Exercise material:

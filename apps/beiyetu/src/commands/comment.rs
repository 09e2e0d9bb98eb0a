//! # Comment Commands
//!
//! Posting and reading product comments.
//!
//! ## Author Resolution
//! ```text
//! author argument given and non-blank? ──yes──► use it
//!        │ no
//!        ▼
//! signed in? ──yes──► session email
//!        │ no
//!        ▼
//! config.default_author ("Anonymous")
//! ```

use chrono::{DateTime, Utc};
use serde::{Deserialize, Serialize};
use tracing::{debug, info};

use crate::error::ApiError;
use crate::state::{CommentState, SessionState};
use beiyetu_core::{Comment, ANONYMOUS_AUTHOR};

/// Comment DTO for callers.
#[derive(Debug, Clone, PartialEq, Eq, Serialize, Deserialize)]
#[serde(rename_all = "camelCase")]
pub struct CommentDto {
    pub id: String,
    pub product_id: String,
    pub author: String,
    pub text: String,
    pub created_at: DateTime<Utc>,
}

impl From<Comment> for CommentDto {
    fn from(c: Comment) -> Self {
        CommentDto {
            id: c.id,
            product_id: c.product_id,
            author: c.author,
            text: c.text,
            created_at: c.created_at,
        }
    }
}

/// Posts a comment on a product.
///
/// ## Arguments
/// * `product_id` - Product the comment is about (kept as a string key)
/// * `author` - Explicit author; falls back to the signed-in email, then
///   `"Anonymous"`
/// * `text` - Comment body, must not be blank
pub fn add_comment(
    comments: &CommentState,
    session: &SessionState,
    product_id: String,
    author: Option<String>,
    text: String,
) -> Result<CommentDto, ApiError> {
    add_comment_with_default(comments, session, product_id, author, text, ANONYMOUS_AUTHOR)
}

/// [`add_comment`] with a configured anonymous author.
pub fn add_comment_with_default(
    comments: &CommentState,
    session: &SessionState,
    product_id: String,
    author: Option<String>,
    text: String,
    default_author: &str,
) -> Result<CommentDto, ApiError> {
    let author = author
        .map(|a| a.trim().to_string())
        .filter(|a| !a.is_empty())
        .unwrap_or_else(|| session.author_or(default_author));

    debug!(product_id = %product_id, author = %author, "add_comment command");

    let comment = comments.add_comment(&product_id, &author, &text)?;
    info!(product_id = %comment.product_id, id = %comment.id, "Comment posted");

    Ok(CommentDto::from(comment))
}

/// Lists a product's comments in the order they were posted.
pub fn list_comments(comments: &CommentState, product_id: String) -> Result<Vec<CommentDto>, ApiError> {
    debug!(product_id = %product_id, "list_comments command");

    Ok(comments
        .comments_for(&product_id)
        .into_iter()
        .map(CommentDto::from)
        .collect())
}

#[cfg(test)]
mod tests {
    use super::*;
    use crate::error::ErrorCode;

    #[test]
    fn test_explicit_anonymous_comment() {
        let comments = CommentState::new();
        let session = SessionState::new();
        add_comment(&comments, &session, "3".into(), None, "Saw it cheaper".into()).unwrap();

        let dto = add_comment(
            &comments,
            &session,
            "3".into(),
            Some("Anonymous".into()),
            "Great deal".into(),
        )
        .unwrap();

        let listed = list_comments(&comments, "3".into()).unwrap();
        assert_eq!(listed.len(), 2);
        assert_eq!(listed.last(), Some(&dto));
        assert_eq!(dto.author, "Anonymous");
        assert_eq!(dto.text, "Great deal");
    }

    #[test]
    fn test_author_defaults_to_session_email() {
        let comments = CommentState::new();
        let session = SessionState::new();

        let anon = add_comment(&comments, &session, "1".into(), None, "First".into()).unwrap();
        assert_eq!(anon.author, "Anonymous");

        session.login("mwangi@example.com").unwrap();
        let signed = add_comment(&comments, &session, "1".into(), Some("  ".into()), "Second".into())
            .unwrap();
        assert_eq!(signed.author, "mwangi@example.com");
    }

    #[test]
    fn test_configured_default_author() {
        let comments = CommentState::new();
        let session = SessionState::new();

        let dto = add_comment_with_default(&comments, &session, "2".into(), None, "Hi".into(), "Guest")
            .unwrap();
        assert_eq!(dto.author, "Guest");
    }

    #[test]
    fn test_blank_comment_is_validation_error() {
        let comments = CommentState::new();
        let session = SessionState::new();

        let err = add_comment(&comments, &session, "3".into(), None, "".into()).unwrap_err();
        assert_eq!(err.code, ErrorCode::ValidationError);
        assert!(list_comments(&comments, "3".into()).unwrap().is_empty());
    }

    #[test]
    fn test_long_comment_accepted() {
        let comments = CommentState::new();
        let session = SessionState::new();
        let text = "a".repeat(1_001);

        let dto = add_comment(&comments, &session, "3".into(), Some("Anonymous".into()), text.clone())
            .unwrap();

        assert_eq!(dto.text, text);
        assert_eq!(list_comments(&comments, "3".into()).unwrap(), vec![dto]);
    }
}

* * *

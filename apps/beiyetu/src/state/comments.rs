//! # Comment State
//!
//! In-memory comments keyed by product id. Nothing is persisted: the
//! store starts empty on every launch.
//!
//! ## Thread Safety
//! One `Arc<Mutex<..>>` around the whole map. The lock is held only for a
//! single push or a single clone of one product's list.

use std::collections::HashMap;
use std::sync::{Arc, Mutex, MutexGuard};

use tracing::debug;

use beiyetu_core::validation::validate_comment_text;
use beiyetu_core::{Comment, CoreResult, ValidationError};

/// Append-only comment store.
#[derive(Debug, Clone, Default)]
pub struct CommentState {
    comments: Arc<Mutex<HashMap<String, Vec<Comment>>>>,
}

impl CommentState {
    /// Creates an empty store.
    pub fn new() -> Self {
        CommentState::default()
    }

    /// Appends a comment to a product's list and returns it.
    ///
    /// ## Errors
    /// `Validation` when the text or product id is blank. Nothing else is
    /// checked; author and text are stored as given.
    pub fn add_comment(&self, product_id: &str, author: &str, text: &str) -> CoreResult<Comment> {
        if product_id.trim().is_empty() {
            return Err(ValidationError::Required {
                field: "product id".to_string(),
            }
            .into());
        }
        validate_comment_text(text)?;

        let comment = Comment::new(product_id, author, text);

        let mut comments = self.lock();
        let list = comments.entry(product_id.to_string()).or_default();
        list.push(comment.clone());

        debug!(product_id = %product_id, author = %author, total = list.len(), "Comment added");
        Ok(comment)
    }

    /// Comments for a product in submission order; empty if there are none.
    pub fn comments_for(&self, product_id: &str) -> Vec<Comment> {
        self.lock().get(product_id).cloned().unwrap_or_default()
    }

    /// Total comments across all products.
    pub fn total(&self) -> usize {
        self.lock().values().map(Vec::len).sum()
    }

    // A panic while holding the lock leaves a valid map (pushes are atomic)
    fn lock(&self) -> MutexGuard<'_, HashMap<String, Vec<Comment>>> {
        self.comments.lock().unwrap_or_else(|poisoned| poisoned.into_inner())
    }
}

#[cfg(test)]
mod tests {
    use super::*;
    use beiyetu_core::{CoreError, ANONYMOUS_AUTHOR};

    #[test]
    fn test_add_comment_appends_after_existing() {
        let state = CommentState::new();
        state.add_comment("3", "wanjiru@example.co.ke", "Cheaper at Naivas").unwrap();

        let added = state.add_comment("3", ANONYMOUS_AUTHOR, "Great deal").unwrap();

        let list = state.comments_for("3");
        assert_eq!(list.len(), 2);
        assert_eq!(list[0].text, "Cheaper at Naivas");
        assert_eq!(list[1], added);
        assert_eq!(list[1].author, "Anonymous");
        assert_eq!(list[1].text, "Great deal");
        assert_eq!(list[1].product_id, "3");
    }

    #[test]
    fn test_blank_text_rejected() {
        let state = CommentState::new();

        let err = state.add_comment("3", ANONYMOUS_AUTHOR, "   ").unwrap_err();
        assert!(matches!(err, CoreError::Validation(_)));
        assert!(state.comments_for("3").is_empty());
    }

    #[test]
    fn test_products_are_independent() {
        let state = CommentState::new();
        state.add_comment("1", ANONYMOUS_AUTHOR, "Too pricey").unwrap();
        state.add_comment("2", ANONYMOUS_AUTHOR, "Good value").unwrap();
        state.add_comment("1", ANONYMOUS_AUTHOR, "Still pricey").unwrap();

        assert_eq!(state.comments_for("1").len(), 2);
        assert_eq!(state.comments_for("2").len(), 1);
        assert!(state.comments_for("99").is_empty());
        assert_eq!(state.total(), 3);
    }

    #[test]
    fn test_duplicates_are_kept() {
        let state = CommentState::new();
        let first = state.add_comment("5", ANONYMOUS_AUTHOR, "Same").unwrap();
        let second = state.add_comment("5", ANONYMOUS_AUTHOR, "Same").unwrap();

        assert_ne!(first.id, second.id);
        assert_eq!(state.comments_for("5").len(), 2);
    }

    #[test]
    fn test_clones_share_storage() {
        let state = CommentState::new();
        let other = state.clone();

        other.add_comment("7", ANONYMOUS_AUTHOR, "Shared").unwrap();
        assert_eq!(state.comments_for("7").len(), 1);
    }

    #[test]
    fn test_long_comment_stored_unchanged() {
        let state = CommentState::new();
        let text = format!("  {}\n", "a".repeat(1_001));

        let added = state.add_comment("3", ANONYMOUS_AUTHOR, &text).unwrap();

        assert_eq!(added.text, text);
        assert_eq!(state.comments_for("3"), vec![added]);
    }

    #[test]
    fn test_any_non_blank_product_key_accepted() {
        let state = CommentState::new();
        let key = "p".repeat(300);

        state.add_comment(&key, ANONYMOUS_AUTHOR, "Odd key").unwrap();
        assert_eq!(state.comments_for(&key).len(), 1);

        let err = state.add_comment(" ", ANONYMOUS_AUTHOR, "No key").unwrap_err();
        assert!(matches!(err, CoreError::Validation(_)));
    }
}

--

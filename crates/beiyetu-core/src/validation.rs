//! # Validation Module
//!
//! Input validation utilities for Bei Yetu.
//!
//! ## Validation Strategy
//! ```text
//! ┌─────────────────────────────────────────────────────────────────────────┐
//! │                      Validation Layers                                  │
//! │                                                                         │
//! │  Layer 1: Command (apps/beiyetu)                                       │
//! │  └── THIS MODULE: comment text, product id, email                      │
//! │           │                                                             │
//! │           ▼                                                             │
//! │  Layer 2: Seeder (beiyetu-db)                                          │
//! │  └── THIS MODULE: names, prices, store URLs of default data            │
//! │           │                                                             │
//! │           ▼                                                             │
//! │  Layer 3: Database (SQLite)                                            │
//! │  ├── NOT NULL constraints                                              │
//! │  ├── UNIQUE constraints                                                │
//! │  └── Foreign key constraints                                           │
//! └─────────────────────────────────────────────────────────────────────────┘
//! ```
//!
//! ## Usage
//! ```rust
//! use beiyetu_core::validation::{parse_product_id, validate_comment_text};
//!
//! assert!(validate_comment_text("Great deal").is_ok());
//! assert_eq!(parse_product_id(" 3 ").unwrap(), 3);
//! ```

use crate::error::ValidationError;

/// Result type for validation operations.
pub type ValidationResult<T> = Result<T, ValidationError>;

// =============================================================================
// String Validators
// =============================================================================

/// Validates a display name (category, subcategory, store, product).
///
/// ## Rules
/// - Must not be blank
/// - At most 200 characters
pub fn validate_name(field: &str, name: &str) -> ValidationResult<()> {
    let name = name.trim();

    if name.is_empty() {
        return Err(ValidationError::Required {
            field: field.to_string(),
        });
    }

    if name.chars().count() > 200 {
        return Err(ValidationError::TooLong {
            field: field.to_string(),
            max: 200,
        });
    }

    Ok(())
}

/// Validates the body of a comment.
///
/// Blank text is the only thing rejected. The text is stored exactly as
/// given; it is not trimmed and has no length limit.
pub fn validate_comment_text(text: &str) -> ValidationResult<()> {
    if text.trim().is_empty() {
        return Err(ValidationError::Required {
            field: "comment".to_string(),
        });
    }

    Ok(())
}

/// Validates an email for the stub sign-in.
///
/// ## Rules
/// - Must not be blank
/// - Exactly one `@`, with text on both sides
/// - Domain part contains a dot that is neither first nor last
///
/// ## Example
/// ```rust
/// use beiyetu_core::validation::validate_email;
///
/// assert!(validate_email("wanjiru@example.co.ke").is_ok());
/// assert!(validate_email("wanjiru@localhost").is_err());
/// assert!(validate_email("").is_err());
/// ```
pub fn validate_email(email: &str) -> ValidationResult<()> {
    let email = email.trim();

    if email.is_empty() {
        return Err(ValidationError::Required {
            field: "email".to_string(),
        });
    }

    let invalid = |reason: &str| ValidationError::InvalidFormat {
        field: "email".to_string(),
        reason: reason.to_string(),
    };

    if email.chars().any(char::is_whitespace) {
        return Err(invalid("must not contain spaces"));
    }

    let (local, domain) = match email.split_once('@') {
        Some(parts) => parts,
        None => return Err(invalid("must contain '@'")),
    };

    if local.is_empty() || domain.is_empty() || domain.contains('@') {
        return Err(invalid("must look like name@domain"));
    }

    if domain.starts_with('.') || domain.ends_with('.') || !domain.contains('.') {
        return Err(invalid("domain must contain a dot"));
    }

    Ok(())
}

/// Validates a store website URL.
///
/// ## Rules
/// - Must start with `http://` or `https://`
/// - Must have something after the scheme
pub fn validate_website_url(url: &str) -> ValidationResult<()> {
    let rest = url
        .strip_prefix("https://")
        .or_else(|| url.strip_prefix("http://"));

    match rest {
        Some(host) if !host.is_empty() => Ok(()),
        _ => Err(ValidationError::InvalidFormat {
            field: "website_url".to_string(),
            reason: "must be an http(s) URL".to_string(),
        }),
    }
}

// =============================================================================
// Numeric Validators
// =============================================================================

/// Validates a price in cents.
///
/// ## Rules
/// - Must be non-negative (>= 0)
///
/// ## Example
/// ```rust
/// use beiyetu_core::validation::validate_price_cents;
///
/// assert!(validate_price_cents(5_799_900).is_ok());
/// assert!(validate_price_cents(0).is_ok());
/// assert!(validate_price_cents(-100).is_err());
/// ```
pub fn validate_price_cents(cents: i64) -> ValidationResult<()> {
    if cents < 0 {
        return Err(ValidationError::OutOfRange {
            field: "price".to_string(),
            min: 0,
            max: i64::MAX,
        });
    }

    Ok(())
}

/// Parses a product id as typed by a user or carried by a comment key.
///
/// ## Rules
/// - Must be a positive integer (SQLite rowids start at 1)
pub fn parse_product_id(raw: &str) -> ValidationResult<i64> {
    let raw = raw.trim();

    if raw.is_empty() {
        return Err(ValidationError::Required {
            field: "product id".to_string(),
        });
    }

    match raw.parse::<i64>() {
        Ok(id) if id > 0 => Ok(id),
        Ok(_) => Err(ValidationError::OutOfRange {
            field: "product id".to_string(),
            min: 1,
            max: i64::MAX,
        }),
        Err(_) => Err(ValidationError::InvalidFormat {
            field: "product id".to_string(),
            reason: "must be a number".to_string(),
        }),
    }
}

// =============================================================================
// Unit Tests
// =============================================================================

About this task:
In the listing above, find each line with the word "listed" and copy it.

Answer to the problem:
        let listed = list_comments(&comments, "3".into()).unwrap();
        assert_eq!(listed.len(), 2);
        assert_eq!(listed.last(), Some(&dto));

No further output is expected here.